Collected data entries:
((

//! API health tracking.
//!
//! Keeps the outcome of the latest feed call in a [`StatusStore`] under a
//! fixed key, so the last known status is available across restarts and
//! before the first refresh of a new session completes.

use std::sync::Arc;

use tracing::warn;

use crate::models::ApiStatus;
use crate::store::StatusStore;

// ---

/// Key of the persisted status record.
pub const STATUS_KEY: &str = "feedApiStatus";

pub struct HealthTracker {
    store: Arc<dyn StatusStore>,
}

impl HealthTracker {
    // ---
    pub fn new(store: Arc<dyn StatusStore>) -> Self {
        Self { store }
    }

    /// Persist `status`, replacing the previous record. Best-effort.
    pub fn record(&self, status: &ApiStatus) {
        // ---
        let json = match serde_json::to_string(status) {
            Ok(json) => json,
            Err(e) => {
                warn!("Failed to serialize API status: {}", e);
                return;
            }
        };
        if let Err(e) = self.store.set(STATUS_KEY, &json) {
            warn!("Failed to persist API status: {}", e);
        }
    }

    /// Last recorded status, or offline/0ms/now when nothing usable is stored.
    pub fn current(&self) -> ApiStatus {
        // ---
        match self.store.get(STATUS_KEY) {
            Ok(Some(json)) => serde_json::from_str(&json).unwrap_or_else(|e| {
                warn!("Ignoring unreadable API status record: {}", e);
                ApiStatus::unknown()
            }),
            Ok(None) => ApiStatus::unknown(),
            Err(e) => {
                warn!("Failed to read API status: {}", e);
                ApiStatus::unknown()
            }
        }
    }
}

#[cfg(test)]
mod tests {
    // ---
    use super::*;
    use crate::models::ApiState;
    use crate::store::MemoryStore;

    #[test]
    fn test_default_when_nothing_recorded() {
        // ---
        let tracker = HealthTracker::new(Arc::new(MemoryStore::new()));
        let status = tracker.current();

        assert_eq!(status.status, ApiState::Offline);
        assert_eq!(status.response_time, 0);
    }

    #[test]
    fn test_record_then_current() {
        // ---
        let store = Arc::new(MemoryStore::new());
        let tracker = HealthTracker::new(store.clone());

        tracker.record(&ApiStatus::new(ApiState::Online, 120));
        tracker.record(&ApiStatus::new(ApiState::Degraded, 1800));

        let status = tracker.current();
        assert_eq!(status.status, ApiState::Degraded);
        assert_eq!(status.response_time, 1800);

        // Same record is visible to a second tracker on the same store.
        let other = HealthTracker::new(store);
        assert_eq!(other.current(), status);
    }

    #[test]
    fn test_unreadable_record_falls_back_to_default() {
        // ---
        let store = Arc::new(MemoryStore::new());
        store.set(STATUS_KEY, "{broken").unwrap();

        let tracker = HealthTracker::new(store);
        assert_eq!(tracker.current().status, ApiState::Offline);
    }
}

))
((

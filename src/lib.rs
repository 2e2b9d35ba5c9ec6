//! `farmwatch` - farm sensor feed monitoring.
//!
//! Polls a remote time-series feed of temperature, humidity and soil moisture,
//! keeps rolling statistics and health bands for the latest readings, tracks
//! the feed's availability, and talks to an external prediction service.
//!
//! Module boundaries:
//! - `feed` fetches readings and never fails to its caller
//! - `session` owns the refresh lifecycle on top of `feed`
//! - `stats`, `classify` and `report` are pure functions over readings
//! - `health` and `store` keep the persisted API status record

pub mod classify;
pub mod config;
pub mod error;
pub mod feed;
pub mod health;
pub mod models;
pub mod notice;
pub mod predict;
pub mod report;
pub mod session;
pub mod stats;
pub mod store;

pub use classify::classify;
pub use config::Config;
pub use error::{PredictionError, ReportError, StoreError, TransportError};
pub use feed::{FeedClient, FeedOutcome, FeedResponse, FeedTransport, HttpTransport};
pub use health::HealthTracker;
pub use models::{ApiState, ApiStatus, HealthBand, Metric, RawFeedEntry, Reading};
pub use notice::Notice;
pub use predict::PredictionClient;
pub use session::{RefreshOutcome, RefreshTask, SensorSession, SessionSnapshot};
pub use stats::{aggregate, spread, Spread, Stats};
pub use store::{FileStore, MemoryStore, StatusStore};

))
((

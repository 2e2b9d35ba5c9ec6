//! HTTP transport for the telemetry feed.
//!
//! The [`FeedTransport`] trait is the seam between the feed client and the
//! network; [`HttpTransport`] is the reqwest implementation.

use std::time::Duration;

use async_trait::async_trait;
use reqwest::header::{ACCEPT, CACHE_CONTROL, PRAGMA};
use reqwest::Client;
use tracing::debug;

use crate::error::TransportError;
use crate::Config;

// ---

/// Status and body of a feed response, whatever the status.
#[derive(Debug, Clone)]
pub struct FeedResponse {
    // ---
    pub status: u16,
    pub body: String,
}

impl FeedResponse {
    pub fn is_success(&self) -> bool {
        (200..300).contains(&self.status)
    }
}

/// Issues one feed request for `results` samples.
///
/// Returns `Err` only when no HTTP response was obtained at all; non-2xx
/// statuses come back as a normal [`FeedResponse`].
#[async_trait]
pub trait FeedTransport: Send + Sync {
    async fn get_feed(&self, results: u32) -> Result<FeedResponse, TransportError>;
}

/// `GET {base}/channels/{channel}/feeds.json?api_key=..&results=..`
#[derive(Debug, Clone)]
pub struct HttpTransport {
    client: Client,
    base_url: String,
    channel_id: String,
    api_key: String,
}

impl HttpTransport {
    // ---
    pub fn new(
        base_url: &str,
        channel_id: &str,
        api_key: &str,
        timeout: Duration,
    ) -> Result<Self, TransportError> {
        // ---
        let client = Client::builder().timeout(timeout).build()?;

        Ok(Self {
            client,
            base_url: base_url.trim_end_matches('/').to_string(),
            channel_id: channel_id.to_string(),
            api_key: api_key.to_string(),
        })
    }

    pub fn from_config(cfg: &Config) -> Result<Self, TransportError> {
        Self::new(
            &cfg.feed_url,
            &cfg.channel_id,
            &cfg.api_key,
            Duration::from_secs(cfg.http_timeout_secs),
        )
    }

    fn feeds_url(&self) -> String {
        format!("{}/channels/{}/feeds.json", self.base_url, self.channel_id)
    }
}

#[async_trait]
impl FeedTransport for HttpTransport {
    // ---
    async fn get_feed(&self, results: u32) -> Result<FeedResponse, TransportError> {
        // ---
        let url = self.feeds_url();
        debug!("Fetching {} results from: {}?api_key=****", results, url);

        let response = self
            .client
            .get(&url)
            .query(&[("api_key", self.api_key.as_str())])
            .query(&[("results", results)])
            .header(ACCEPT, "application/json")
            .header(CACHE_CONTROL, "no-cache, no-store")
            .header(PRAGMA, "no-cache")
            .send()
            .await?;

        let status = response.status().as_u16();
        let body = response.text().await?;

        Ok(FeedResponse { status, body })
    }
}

))

Write down only how many lines of the entries above include the word "channels".

• _SOLUTION FOR THIS TASK_: 2